Copy the first line of the material below and every later line through the line containing "pub struct SessionInfo", without any other output.

Top of Source data

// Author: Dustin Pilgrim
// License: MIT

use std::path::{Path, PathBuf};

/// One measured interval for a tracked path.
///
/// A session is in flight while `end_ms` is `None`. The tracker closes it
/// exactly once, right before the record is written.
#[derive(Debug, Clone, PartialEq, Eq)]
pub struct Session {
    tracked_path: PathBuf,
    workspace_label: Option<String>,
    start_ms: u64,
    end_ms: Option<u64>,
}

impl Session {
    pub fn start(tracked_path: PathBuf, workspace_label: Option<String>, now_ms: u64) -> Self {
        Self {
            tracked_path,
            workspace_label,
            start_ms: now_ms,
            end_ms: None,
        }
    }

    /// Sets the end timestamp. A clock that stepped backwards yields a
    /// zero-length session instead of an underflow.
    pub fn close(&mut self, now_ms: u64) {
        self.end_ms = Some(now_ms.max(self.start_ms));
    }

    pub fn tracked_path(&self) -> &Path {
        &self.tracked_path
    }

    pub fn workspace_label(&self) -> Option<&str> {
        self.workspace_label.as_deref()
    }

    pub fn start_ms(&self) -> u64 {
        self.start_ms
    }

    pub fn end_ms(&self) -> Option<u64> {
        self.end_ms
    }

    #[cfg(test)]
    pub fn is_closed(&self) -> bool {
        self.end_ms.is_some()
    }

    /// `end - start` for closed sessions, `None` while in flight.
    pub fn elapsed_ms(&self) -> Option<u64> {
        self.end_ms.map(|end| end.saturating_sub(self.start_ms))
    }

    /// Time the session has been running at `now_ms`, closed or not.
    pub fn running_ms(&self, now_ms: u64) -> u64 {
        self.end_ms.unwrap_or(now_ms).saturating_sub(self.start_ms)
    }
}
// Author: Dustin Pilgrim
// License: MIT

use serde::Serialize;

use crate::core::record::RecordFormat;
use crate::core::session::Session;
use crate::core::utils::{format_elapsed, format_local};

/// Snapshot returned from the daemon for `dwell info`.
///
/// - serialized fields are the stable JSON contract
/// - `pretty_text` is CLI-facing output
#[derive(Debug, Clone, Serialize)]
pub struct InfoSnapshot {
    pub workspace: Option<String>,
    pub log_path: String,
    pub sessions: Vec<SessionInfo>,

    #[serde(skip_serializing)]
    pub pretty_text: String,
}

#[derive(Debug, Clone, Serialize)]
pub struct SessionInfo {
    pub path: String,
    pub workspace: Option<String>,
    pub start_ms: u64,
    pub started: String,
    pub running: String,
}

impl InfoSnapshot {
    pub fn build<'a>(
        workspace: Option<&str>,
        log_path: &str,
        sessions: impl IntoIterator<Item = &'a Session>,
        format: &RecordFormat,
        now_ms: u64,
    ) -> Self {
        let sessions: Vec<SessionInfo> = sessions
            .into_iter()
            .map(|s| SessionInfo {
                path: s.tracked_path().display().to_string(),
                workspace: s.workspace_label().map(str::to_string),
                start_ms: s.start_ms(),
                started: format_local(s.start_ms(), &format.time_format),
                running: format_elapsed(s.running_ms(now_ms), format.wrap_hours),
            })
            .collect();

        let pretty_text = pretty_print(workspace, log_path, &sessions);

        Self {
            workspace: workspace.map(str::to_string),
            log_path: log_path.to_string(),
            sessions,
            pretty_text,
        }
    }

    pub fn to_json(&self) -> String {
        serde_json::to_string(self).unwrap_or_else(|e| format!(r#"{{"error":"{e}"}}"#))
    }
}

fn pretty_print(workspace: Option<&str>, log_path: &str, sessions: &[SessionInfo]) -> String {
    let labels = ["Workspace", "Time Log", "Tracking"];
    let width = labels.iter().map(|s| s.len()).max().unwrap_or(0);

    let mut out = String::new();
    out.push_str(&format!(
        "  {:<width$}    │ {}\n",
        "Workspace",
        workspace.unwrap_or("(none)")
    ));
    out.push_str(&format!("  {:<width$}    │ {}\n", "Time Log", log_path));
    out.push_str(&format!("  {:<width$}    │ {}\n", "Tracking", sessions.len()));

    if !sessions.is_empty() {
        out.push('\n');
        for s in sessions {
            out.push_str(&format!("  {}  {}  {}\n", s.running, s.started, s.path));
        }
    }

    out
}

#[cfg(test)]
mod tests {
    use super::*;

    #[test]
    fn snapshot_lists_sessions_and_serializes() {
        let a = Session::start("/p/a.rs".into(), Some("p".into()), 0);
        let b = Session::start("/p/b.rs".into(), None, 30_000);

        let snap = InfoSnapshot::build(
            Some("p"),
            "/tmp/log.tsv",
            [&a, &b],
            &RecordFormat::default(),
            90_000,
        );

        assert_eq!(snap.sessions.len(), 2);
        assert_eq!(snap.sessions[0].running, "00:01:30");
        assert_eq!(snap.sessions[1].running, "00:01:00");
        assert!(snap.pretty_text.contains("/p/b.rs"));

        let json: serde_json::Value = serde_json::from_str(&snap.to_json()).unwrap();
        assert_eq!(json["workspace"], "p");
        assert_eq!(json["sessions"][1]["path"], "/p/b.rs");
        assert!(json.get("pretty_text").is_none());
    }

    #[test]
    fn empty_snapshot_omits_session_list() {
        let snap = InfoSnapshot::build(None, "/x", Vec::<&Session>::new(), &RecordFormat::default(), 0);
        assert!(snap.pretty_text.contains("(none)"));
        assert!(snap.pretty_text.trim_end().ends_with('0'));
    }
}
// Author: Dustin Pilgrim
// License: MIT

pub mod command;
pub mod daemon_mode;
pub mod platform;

Bottom of Source data

## [Answer to the exercise]
// Author: Dustin Pilgrim
// License: MIT

use std::path::{Path, PathBuf};

/// One measured interval for a tracked path.
///
/// A session is in flight while `end_ms` is `None`. The tracker closes it
/// exactly once, right before the record is written.
#[derive(Debug, Clone, PartialEq, Eq)]
pub struct Session {
    tracked_path: PathBuf,
    workspace_label: Option<String>,
    start_ms: u64,
    end_ms: Option<u64>,
}

impl Session {
    pub fn start(tracked_path: PathBuf, workspace_label: Option<String>, now_ms: u64) -> Self {
        Self {
            tracked_path,
            workspace_label,
            start_ms: now_ms,
            end_ms: None,
        }
    }

    /// Sets the end timestamp. A clock that stepped backwards yields a
    /// zero-length session instead of an underflow.
    pub fn close(&mut self, now_ms: u64) {
        self.end_ms = Some(now_ms.max(self.start_ms));
    }

    pub fn tracked_path(&self) -> &Path {
        &self.tracked_path
    }

    pub fn workspace_label(&self) -> Option<&str> {
        self.workspace_label.as_deref()
    }

    pub fn start_ms(&self) -> u64 {
        self.start_ms
    }

    pub fn end_ms(&self) -> Option<u64> {
        self.end_ms
    }

    #[cfg(test)]
    pub fn is_closed(&self) -> bool {
        self.end_ms.is_some()
    }

    /// `end - start` for closed sessions, `None` while in flight.
    pub fn elapsed_ms(&self) -> Option<u64> {
        self.end_ms.map(|end| end.saturating_sub(self.start_ms))
    }

    /// Time the session has been running at `now_ms`, closed or not.
    pub fn running_ms(&self, now_ms: u64) -> u64 {
        self.end_ms.unwrap_or(now_ms).saturating_sub(self.start_ms)
    }
}
// Author: Dustin Pilgrim
// License: MIT

use serde::Serialize;

use crate::core::record::RecordFormat;
use crate::core::session::Session;
use crate::core::utils::{format_elapsed, format_local};

/// Snapshot returned from the daemon for `dwell info`.
///
/// - serialized fields are the stable JSON contract
/// - `pretty_text` is CLI-facing output
#[derive(Debug, Clone, Serialize)]
pub struct InfoSnapshot {
    pub workspace: Option<String>,
    pub log_path: String,
    pub sessions: Vec<SessionInfo>,

    #[serde(skip_serializing)]
    pub pretty_text: String,
}

#[derive(Debug, Clone, Serialize)]
pub struct SessionInfo {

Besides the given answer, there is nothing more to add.